Pero era evidente que no lo entendía. Seguro que se preguntaba qué hacía en Cerdeña
cuando sus intereses se hallaban en la otra punta del mundo.
‐La cuestión es ‐se apresuró a explicar ella‐ que ya tenía pagadas mis vacaciones aquí, y
como la herencia me llegó de forma inesperada, decidí que lo mejor era no precipitarse hasta
haber hablado con algunos expertos, de los cuales resulta que hay muchos en Cerdeña. Nunca
he sido impulsiva y éste no me parecía el momento oportuno para empezar a serlo.
‐Entonces, ¿careces de experiencia en la viticultura?

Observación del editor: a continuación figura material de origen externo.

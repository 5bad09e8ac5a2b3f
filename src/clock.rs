/*
 * Sunface - digital weather watch face
 *
 * This program is free software: you can redistribute it and/or modify
 * it under the terms of the GNU General Public License as published by
 * the Free Software Foundation, either version 3 of the License, or
 * (at your option) any later version.
 *
 * This program is distributed in the hope that it will be useful,
 * but WITHOUT ANY WARRANTY; without even the implied warranty of
 * MERCHANTABILITY or FITNESS FOR A PARTICULAR PURPOSE.  See the
 * GNU General Public License for more details.
 *
 * You should have received a copy of the GNU General Public License
 * along with this program.  If not, see <https://www.gnu.org/licenses/>.
 */

use chrono::{DateTime, Local, Timelike};

/// One wall-clock reading, taken exactly once per frame so the hour, minute
/// and date can never tear against each other mid-frame.
#[derive(Debug, Clone, Copy)]
pub struct ClockSnapshot {
    when: DateTime<Local>
}

impl ClockSnapshot {
    pub fn now() -> Self {
        Self { when: Local::now() }
    }

    pub fn at(when: DateTime<Local>) -> Self {
        Self { when }
    }

    fn hour(&self) -> u32 {
        self.when.hour()
    }

    fn minute(&self) -> u32 {
        self.when.minute()
    }
}

/// Where the 12/24-hour preference comes from. Re-queried every frame;
/// the preference can change while the face is ambient or hidden.
pub trait LocaleProvider {
    fn use_24_hour(&self) -> bool;
}

/// Fixed preference sourced from the config file (device builds have no
/// interactive way to flip it).
pub struct FixedLocale {
    pub use_24_hour: bool
}

impl LocaleProvider for FixedLocale {
    fn use_24_hour(&self) -> bool {
        self.use_24_hour
    }
}

/// Locale-derived formatting state. Rebuilt whenever the host reports a
/// locale or timezone change, and whenever the face becomes visible again.
#[derive(Debug, Clone)]
pub struct ClockFormats {
    date_pattern: String,
    am_label: String,
    pm_label: String
}

impl ClockFormats {
    pub fn new() -> Self {
        let mut formats = Self {
            date_pattern: String::new(),
            am_label: String::new(),
            pm_label: String::new()
        };
        formats.refresh();
        formats
    }

    /// Re-derive the date formatter and meridiem labels.
    pub fn refresh(&mut self) {
        self.date_pattern = "%a, %b %d %Y".to_string();
        self.am_label = "AM".to_string();
        self.pm_label = "PM".to_string();
    }

    /// Zero-padded in 24-hour style; unpadded with midnight shown as 12 in
    /// 12-hour style.
    pub fn hour_text(&self, snapshot: &ClockSnapshot, use_24_hour: bool) -> String {
        if use_24_hour {
            format!("{:02}", snapshot.hour())
        } else {
            let hour = match snapshot.hour() % 12 {
                0 => 12,
                h => h
            };
            hour.to_string()
        }
    }

    pub fn minute_text(&self, snapshot: &ClockSnapshot) -> String {
        format!("{:02}", snapshot.minute())
    }

    /// The meridiem label, or `None` in 24-hour style (the element is not
    /// drawn at all).
    pub fn am_pm_text(&self, snapshot: &ClockSnapshot, use_24_hour: bool) -> Option<String> {
        if use_24_hour {
            None
        } else if snapshot.hour() < 12 {
            Some(self.am_label.clone())
        } else {
            Some(self.pm_label.clone())
        }
    }

    pub fn date_text(&self, snapshot: &ClockSnapshot) -> String {
        snapshot.when.format(&self.date_pattern).to_string()
    }
}

/// Whole degrees with a degree sign, the same shape the phone app shows.
pub fn temperature_text(temp: f64) -> String {
    format!("{:.0}°", temp)
}

#[cfg(test)]
mod tests {
    use chrono::TimeZone;

    use super::*;

    fn snapshot(h: u32, m: u32, s: u32) -> ClockSnapshot {
        let when = Local.with_ymd_and_hms(2014, 8, 12, h, m, s).unwrap();
        ClockSnapshot::at(when)
    }

    #[test]
    fn twenty_four_hour_time_is_padded_without_meridiem() {
        let formats = ClockFormats::new();
        let snap = snapshot(14, 7, 5);

        assert_eq!(formats.hour_text(&snap, true), "14");
        assert_eq!(formats.minute_text(&snap), "07");
        assert_eq!(formats.am_pm_text(&snap, true), None);
    }

    #[test]
    fn twelve_hour_time_is_unpadded_with_meridiem() {
        let formats = ClockFormats::new();
        let snap = snapshot(14, 7, 5);

        assert_eq!(formats.hour_text(&snap, false), "2");
        assert_eq!(formats.am_pm_text(&snap, false), Some("PM".to_string()));
    }

    #[test]
    fn midnight_renders_as_twelve() {
        let formats = ClockFormats::new();
        let snap = snapshot(0, 30, 0);

        assert_eq!(formats.hour_text(&snap, false), "12");
        assert_eq!(formats.am_pm_text(&snap, false), Some("AM".to_string()));
        assert_eq!(formats.hour_text(&snap, true), "00");
    }

    #[test]
    fn noon_is_pm() {
        let formats = ClockFormats::new();
        let snap = snapshot(12, 0, 0);

        assert_eq!(formats.hour_text(&snap, false), "12");
        assert_eq!(formats.am_pm_text(&snap, false), Some("PM".to_string()));
    }

    #[test]
    fn date_row_shows_weekday_month_day_year() {
        let formats = ClockFormats::new();
        assert_eq!(formats.date_text(&snapshot(14, 7, 5)), "Tue, Aug 12 2014");
    }

    #[test]
    fn temperatures_round_to_whole_degrees() {
        assert_eq!(temperature_text(75.3), "75°");
        assert_eq!(temperature_text(58.1), "58°");
        assert_eq!(temperature_text(0.0), "0°");
    }
}
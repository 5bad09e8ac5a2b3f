/*
 * Sunface - digital weather watch face
 *
 * This program is free software: you can redistribute it and/or modify
 * it under the terms of the GNU General Public License as published by
 * the Free Software Foundation, either version 3 of the License, or
 * (at your option) any later version.
 *
 * This program is distributed in the hope that it will be useful,
 * but WITHOUT ANY WARRANTY; without even the implied warranty of
 * MERCHANTABILITY or FITNESS FOR A PARTICULAR PURPOSE.  See the
 * GNU General Public License for more details.
 *
 * You should have received a copy of the GNU General Public License
 * along with this program.  If not, see <https://www.gnu.org/licenses/>.
 */

use std::time::Duration;

use serde::{Deserializer, de::{self, Visitor}};

pub fn duration<'de, D>(deserializer: D) -> Result<Duration, D::Error>
    where D: Deserializer<'de>
{
    struct DurationVisitor;

    impl<'de> Visitor<'de> for DurationVisitor {
        type Value = Duration;

        fn expecting(&self, f: &mut std::fmt::Formatter) -> std::fmt::Result {
            f.write_str("duration as number of seconds, or string with time unit suffix [s,m,h]")
        }

        fn visit_str<E>(self, v: &str) -> Result<Self::Value, E>
            where E: de::Error
        {
            let val = if let Some(v) = v.strip_suffix("s") {
                let secs = u64::from_str_radix(v, 10)
                    .map_err(E::custom)?;
                Duration::from_secs(secs)
            } else if let Some(v) = v.strip_suffix("m") {
                let mins = u64::from_str_radix(v, 10)
                    .map_err(E::custom)?;
                Duration::from_secs(mins * 60)
            } else if let Some(v) = v.strip_suffix("h") {
                let hours = u64::from_str_radix(v, 10)
                    .map_err(E::custom)?;
                Duration::from_secs(hours * 3600)
            } else {
                return Err(E::custom("Duration suffix must be one of [s,m,h]"));
            };

            Ok(val)
        }

        fn visit_u64<E>(self, v: u64) -> Result<Self::Value, E>
            where E: de::Error
        {
            Ok(Duration::from_secs(v))
        }
    }

    deserializer.deserialize_any(DurationVisitor)
}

‐Sí. Soy secretaria jurídica y vivo en Toronto. Y para serte franca, aún me da vueltas la
cabeza al pensar que soy propietaria de una casa y de varios acres de viñedos en la Columbia
Británica... es la provincia más occidental de Canadá, por si no lo sabes.
‐Estoy familiarizado con la Columbia Británica ‐le informó con sequedad, como si incluso un
bebé en pañales tuviera un exhaustivo conocimiento geográfico del segundo país más grande
del mundo. ‐¿Has visto el lugar con tus propios ojos o tu información sobre su estado es de
segunda mano?
‐Pasé un par de días allí la semana pasada.
‐¿Y qué más descubriste?
‐Nada, salvo que está muy abandonado... ah, y que un director‐supervisor ya anciano y dos
perros forman parte de mi legado. Puso los ojos en blanco.
‐¿Puedo preguntarte que piensas hacer con ellos?
‐Bueno, no vaya expulsarlos, si es lo que me estás sugiriendo.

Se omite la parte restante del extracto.